* WHAT YOU ARE ASKED TO DO *
In which lines of the data does the string "needed" appear? Copy every one.

== SOURCE MATERIAL ==

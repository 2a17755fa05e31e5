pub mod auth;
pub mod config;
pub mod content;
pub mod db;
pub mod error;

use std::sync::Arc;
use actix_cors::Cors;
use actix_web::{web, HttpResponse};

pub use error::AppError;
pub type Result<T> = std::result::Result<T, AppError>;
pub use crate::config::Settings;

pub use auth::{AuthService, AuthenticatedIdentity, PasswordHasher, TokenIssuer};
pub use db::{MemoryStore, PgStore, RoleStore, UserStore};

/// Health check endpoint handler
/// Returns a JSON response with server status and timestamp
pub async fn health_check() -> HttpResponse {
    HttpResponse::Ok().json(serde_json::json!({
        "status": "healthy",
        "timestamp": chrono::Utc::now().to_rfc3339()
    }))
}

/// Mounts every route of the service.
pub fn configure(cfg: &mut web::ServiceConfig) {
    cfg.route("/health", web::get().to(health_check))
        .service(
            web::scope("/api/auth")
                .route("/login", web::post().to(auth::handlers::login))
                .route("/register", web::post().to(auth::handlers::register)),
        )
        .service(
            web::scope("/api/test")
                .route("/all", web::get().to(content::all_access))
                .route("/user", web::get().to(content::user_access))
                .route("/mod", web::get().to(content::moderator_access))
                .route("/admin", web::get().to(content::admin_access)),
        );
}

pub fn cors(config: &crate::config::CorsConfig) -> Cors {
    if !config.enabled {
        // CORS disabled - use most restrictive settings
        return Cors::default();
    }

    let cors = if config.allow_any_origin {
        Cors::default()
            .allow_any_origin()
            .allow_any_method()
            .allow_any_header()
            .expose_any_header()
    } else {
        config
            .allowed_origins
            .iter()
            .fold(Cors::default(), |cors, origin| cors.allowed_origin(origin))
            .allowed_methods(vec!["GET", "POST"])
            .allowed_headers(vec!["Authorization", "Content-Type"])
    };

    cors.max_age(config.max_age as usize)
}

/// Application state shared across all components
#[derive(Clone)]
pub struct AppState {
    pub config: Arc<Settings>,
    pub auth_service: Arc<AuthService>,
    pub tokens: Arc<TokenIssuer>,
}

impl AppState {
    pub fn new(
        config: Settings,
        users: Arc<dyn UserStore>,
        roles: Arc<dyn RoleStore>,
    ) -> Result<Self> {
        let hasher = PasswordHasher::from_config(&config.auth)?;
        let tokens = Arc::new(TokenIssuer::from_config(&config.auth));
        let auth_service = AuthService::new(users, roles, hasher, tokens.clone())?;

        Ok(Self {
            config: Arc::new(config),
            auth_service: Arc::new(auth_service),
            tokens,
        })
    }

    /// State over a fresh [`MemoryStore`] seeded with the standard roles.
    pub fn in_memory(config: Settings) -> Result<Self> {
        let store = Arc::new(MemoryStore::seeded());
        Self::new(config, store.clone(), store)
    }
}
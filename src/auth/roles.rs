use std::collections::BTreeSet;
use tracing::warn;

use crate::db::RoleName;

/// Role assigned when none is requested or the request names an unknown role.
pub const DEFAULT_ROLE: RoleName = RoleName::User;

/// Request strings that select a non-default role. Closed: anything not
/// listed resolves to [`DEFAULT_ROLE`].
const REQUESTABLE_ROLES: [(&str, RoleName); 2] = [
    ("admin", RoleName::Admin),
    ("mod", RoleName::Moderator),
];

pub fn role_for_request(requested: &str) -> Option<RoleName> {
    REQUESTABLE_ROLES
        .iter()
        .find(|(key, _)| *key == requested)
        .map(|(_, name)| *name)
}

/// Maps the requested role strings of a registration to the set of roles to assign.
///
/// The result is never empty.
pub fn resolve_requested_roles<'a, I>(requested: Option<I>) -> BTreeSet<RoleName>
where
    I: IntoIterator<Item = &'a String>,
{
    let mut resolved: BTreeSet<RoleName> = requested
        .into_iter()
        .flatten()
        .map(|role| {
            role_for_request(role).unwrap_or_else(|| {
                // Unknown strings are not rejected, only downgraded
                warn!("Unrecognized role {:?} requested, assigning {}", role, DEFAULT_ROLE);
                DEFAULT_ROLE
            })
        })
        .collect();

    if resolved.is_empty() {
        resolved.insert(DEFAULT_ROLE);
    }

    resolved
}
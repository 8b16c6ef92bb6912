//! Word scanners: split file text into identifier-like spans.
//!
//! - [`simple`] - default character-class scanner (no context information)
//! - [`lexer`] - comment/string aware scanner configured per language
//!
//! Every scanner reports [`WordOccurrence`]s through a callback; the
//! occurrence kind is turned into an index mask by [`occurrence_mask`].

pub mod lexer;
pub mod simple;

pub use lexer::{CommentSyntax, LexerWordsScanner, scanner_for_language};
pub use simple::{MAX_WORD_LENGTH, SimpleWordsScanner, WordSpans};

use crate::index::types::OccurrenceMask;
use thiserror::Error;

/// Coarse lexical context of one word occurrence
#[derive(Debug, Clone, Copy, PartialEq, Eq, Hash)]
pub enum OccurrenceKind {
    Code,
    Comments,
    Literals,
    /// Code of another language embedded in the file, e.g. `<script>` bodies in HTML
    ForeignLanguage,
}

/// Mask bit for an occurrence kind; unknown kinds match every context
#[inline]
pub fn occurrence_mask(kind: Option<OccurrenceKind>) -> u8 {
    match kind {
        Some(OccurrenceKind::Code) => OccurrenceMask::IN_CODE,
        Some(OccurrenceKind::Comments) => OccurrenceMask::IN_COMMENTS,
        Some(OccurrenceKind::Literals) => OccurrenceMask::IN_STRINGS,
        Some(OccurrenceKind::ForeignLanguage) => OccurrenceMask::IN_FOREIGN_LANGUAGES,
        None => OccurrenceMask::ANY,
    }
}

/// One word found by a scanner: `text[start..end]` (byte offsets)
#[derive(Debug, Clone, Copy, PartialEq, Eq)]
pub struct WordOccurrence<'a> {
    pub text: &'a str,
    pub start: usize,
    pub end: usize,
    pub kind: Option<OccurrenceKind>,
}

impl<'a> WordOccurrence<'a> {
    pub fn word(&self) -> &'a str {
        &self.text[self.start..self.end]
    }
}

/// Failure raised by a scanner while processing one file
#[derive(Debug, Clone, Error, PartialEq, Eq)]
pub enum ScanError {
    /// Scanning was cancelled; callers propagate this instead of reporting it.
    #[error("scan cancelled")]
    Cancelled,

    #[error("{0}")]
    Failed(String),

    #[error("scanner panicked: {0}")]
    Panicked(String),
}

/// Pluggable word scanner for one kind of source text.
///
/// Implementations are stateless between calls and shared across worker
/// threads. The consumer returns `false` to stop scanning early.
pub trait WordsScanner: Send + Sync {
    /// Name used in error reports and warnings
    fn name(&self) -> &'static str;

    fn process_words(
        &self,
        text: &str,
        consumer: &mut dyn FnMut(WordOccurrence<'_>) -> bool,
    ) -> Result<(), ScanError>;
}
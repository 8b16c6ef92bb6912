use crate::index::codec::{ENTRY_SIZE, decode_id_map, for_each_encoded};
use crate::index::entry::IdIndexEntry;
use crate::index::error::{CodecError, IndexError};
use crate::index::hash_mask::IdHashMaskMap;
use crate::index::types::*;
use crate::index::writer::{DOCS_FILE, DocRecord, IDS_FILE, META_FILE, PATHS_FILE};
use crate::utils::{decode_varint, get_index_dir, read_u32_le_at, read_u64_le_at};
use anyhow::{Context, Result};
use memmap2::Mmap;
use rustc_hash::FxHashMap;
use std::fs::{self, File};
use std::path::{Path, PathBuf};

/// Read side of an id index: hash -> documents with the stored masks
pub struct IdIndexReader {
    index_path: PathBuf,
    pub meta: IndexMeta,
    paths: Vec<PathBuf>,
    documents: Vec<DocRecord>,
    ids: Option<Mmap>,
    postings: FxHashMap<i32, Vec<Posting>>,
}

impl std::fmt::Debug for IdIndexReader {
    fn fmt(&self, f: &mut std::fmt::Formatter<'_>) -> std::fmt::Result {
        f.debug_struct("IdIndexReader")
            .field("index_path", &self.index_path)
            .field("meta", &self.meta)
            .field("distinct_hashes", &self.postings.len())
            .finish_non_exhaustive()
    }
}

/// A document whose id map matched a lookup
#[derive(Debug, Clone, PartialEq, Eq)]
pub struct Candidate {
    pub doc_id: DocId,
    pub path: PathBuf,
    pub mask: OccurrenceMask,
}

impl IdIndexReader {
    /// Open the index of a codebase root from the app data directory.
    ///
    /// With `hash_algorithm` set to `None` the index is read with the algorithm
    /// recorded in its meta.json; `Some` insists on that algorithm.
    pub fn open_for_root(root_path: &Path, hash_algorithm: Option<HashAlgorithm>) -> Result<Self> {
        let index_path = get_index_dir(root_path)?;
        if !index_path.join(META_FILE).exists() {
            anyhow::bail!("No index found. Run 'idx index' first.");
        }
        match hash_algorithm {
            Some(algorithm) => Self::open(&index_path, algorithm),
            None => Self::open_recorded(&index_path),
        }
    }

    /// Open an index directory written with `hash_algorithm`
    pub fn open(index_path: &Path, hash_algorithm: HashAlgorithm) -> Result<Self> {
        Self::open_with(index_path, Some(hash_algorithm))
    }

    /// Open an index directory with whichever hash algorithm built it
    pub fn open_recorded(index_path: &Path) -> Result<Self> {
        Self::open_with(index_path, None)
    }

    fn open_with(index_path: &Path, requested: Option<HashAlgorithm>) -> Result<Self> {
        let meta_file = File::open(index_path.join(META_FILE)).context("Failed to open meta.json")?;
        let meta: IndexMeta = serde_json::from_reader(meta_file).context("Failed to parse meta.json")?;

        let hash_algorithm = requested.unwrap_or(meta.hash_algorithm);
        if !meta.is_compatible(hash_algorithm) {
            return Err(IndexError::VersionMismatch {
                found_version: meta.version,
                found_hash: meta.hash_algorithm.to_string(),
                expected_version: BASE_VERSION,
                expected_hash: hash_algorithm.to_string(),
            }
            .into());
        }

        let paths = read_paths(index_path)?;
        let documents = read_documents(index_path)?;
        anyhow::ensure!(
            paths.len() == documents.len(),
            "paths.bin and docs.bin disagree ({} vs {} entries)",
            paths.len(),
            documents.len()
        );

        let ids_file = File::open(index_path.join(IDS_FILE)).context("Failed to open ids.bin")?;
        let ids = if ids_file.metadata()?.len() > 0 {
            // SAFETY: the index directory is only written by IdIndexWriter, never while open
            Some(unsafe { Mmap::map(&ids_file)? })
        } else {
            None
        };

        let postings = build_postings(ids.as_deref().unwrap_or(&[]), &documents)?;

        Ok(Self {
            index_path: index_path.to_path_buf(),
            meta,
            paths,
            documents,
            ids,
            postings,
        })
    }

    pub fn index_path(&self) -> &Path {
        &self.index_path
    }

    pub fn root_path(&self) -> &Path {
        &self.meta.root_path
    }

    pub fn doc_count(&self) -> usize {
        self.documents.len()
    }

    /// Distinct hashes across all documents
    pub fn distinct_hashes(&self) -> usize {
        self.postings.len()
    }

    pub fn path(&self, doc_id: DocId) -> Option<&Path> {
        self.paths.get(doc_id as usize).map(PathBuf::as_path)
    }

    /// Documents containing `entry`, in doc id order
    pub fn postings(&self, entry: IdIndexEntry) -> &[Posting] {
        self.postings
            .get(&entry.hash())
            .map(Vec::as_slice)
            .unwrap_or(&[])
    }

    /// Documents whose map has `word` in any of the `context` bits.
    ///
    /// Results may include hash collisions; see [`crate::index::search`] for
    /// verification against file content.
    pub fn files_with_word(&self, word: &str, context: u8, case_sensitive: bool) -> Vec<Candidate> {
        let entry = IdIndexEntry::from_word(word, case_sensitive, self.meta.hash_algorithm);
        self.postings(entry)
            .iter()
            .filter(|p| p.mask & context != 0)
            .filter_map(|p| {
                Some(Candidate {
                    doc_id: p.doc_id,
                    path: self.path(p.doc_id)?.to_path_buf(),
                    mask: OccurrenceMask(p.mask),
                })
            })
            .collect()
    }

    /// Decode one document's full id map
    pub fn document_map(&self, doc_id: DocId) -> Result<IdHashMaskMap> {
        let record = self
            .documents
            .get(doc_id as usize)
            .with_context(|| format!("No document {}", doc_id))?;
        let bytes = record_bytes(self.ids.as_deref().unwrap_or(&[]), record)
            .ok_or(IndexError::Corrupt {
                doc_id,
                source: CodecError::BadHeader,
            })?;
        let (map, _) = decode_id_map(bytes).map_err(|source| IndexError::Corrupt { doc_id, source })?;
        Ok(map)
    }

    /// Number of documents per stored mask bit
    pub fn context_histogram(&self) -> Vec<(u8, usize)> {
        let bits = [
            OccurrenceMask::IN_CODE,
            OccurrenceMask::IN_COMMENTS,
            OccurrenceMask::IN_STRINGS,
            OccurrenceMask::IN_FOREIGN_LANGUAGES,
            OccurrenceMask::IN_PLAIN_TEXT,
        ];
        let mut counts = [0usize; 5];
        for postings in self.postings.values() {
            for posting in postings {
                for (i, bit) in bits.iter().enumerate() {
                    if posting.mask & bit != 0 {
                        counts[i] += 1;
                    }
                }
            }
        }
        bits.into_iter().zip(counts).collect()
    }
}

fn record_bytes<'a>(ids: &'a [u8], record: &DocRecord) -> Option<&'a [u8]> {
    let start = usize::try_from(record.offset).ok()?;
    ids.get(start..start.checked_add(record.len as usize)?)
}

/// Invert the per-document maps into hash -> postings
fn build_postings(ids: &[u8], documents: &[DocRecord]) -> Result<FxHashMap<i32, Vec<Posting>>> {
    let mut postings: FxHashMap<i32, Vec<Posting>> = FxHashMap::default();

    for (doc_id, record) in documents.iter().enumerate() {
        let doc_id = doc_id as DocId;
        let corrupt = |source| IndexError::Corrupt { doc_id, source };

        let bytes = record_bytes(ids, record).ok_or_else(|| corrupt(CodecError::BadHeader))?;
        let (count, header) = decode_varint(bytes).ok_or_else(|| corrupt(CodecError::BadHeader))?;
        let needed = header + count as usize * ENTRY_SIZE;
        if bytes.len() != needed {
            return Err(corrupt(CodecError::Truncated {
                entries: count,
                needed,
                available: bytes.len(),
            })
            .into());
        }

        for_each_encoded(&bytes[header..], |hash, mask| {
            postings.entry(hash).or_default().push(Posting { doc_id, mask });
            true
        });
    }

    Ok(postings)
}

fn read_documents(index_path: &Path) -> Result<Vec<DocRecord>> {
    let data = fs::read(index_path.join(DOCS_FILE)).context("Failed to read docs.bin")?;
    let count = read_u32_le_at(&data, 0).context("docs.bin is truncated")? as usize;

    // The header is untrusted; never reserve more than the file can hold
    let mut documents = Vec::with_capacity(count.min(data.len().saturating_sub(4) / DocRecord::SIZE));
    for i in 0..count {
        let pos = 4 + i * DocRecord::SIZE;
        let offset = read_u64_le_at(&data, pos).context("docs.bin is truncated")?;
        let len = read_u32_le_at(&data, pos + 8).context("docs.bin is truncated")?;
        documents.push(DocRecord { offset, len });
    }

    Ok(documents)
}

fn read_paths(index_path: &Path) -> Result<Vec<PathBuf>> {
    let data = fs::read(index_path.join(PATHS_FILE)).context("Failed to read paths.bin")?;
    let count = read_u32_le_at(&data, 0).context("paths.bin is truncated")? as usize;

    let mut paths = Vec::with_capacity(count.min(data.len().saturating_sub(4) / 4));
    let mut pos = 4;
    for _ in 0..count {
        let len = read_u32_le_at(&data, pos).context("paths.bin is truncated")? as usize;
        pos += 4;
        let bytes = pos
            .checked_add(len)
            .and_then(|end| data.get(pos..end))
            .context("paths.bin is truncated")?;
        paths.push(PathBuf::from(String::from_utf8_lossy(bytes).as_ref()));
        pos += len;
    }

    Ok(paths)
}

===

* EXERCISE RESULT *
        let needed = header + count as usize * ENTRY_SIZE;
        if bytes.len() != needed {
                needed,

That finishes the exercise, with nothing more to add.